Появление РОС — большой плюс. На ней мы сможем проводить эксперименты и все работы в интересах нашей страны. Надеюсь, наши ученые определят направления научный исследований, которые необходимы нашей стране. А международная станция пусть летает дальше. Когда технически уже не будем справляться с МКС, то затопим ее и дальше шагнем.
— Можно ли сказать, что и сегодня вы не только популяризуете космос, но и трудитесь на благо авиационного и космического будущего на предприятии «Звезда»?
Я остался в профессии, и более того, это моя специальность — я же заканчивал МАИ именно по специальности «Жизнеобеспечение летательных аппаратов». Изучал на кафедре легендарные скафандры типа «Орлан». Предприятие, где я сейчас тружусь, продолжает успешно работать.
— Как Вы оцениваете современные космические программы России?
Вижу, что процесс исследований продолжается. И слава богу! Есть планы создания лунной базы, полета человека к Марсу. Эти планы вполне реальны. Знаний, накопленных человеком, достаточно, чтобы эти планы реализовать. Они уже не смотрятся нереалистичными. Есть четкое понимание того, что эти планы будут реализовываться совместно с другими странами. И именно эти работы будут способствовать укреплению мира на нашей планете.
— Какие направления в изучении космоса сегодня кажутся вам самыми перспективными?
Думаю, ученые лучше понимают, в каком направлении идти. Надо у них это спросить.

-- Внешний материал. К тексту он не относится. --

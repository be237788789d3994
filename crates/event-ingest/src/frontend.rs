//! Ingestion front end.
//!
//! Reads the ordered intake stream and resolves every event's parent from a
//! per-job map of the latest anchors. Anchor events are persisted right here,
//! before the next message is read, so their ids are known by the time any
//! child referencing them is handed to a worker. All other events go to the
//! worker pool round-robin.

use std::collections::HashMap;
use std::sync::Arc;
use std::time::Duration;

use job_core::{RetryPolicy, TaskId};
use tokio::sync::mpsc;
use tokio::time::MissedTickBehavior;

use crate::config::IngestConfig;
use crate::error::IngestResult;
use crate::model::{EventId, EventKind, InboundEvent, NewEvent};
use crate::persist::persist_with_retry;
use crate::store::EventStore;
use crate::worker::{WorkerPool, WorkerSettings};

const RECYCLE_INTERVAL: Duration = Duration::from_secs(1);

/// Latest persisted anchors of one running job.
#[derive(Debug, Default, Clone, Copy, PartialEq, Eq)]
struct Anchors {
    play_start: Option<EventId>,
    task_start: Option<EventId>,
}

impl Anchors {
    fn parent_for(&self, kind: &EventKind) -> Option<EventId> {
        match kind {
            EventKind::PlayStart => None,
            EventKind::TaskStart => self.play_start,
            _ => self.task_start.or(self.play_start),
        }
    }

    fn record(&mut self, kind: &EventKind, id: EventId) {
        match kind {
            EventKind::PlayStart => {
                self.play_start = Some(id);
                self.task_start = None;
            }
            EventKind::TaskStart => self.task_start = Some(id),
            _ => {}
        }
    }
}

pub struct IngestFrontEnd {
    store: Arc<dyn EventStore>,
    pool: WorkerPool,
    anchors: HashMap<TaskId, Anchors>,
    retry: RetryPolicy,
    received: u64,
}

impl IngestFrontEnd {
    /// Start the worker pool. Must be called inside a runtime.
    pub fn new(store: Arc<dyn EventStore>, config: &IngestConfig) -> Self {
        let retry = config.retry_policy();
        let settings = WorkerSettings {
            queue_size: config.queue_size,
            max_messages: config.max_messages,
            retry,
        };
        Self {
            pool: WorkerPool::start(config.workers, store.clone(), settings),
            store,
            anchors: HashMap::new(),
            retry,
            received: 0,
        }
    }

    pub fn workers(&self) -> usize {
        self.pool.len()
    }

    /// Handle one inbound message.
    pub async fn handle(&mut self, msg: InboundEvent) -> IngestResult<()> {
        let job_id = msg.job_id;
        let kind = EventKind::from(msg.event.as_str());
        let anchors = self.anchors.get(&job_id).copied().unwrap_or_default();
        let event = NewEvent::from_inbound(msg, anchors.parent_for(&kind));

        if kind.is_anchor() {
            if let Some(persisted) = persist_with_retry(self.store.as_ref(), event, self.retry).await {
                self.anchors
                    .entry(job_id)
                    .or_default()
                    .record(&kind, persisted.id);
            }
            return Ok(());
        }

        let worker = (self.received % self.pool.len() as u64) as usize;
        self.received += 1;
        self.pool.dispatch(worker, event).await?;

        if kind == EventKind::Stats {
            self.anchors.remove(&job_id);
        }
        Ok(())
    }

    /// Consume `intake` until it closes, then drain the workers.
    ///
    /// Workers that stopped at their message limit are replaced between
    /// messages and on a timer while the intake is quiet.
    pub async fn run(mut self, mut intake: mpsc::Receiver<InboundEvent>) -> IngestResult<()> {
        let mut recycle = tokio::time::interval(RECYCLE_INTERVAL);
        recycle.set_missed_tick_behavior(MissedTickBehavior::Delay);

        tracing::info!(workers = self.pool.len(), "Event front end started");

        loop {
            tokio::select! {
                msg = intake.recv() => match msg {
                    Some(msg) => self.handle(msg).await?,
                    None => break,
                },
                _ = recycle.tick() => self.pool.recycle_all().await,
            }
        }

        tracing::info!(received = self.received, "Intake closed, draining workers");
        self.shutdown().await;
        Ok(())
    }

    /// Wait for every queued event to be persisted.
    pub async fn shutdown(self) {
        self.pool.shutdown().await;
    }
}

Вполне реально начать создавать промышленные предприятия на орбите. Там, в космосе, можно получать новые материалы, которые невозможно получить здесь, на Земле. Можно получать новые лекарства, которые также невозможно получить здесь. Люди должны почувствовать на себе пользу освоения космического пространства. Как только это произойдет, то человечество поймет, что на космос надо выделять намного больше денег, чем это делается сейчас.